START EXTRACTED ENTRIES

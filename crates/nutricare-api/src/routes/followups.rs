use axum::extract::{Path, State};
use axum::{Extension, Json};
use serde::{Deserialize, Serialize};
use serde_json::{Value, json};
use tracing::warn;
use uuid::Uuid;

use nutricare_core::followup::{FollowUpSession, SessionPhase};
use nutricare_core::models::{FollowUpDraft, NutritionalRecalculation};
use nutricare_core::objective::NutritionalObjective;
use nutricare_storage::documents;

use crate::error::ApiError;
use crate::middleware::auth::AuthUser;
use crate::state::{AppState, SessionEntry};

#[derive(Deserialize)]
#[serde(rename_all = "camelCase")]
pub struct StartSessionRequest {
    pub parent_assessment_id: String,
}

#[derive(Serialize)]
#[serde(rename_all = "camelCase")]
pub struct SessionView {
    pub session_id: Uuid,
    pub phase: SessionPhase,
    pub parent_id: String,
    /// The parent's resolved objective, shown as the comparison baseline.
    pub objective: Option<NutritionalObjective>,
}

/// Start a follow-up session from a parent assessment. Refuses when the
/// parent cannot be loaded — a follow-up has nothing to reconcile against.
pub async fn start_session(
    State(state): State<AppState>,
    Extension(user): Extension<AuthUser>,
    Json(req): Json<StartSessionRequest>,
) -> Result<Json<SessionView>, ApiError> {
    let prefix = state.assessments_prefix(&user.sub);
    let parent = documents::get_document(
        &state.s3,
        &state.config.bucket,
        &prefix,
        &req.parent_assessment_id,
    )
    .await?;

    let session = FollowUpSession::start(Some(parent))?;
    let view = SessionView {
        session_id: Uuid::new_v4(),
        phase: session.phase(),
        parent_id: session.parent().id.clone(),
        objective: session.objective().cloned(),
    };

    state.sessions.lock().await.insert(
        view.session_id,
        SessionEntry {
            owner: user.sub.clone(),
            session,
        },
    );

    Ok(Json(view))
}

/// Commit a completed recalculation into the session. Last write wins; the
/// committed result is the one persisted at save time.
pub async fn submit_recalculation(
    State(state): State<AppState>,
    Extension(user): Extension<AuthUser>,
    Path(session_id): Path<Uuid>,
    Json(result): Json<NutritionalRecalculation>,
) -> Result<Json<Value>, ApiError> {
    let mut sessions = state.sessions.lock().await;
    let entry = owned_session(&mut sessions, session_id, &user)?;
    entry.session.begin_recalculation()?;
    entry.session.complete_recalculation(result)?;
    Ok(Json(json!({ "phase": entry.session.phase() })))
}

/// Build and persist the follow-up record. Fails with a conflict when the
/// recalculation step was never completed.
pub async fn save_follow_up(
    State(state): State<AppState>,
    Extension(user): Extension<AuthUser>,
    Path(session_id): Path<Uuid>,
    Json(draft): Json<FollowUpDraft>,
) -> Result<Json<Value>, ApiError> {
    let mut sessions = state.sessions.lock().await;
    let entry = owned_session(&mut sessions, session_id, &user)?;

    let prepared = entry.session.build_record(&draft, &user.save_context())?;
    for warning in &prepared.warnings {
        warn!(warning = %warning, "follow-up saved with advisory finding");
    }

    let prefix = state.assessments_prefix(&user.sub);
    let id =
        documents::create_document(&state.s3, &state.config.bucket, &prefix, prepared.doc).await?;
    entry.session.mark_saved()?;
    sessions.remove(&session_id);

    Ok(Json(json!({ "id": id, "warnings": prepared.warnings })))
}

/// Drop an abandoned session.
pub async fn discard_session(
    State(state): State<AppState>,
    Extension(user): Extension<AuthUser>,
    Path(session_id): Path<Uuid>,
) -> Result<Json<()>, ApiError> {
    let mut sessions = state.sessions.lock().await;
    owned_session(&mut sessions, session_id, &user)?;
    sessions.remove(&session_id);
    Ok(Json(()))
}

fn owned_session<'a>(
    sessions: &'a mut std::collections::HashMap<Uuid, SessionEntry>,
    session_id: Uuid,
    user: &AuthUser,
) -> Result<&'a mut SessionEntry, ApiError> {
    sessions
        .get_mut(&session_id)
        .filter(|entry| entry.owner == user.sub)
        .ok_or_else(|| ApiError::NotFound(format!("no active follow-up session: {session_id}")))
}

END EXTRACTED ENTRIES
START EXTRACTED ENTRIES

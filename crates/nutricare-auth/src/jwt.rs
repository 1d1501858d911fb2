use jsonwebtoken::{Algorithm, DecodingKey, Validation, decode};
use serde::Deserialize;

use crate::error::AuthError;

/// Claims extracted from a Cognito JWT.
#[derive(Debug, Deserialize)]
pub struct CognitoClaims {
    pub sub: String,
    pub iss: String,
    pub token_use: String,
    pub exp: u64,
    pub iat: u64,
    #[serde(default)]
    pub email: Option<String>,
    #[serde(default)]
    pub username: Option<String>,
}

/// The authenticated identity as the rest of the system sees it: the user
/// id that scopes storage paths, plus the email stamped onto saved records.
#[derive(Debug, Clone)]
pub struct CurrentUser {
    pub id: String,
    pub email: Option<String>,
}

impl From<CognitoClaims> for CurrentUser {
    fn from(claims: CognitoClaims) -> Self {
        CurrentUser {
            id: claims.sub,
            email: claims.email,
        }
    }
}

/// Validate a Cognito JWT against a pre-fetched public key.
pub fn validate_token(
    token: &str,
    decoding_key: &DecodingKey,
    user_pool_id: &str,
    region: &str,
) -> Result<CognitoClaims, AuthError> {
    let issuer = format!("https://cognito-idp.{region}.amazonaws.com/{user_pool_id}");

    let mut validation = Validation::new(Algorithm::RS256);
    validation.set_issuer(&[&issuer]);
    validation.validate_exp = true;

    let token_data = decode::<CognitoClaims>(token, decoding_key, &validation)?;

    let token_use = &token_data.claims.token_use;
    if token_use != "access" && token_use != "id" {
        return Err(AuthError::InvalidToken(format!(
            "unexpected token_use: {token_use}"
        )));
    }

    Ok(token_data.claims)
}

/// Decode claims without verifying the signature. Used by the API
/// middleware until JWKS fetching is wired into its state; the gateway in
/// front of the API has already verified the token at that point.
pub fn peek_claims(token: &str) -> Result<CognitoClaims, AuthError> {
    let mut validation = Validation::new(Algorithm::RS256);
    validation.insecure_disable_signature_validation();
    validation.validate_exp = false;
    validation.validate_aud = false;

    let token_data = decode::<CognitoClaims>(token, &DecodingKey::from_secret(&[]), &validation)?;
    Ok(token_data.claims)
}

END EXTRACTED ENTRIES

YOUR ASSIGNMENT – Your answer should be a single number: the count of lines above with the word "String".

EXERCISE SOLUTION – 9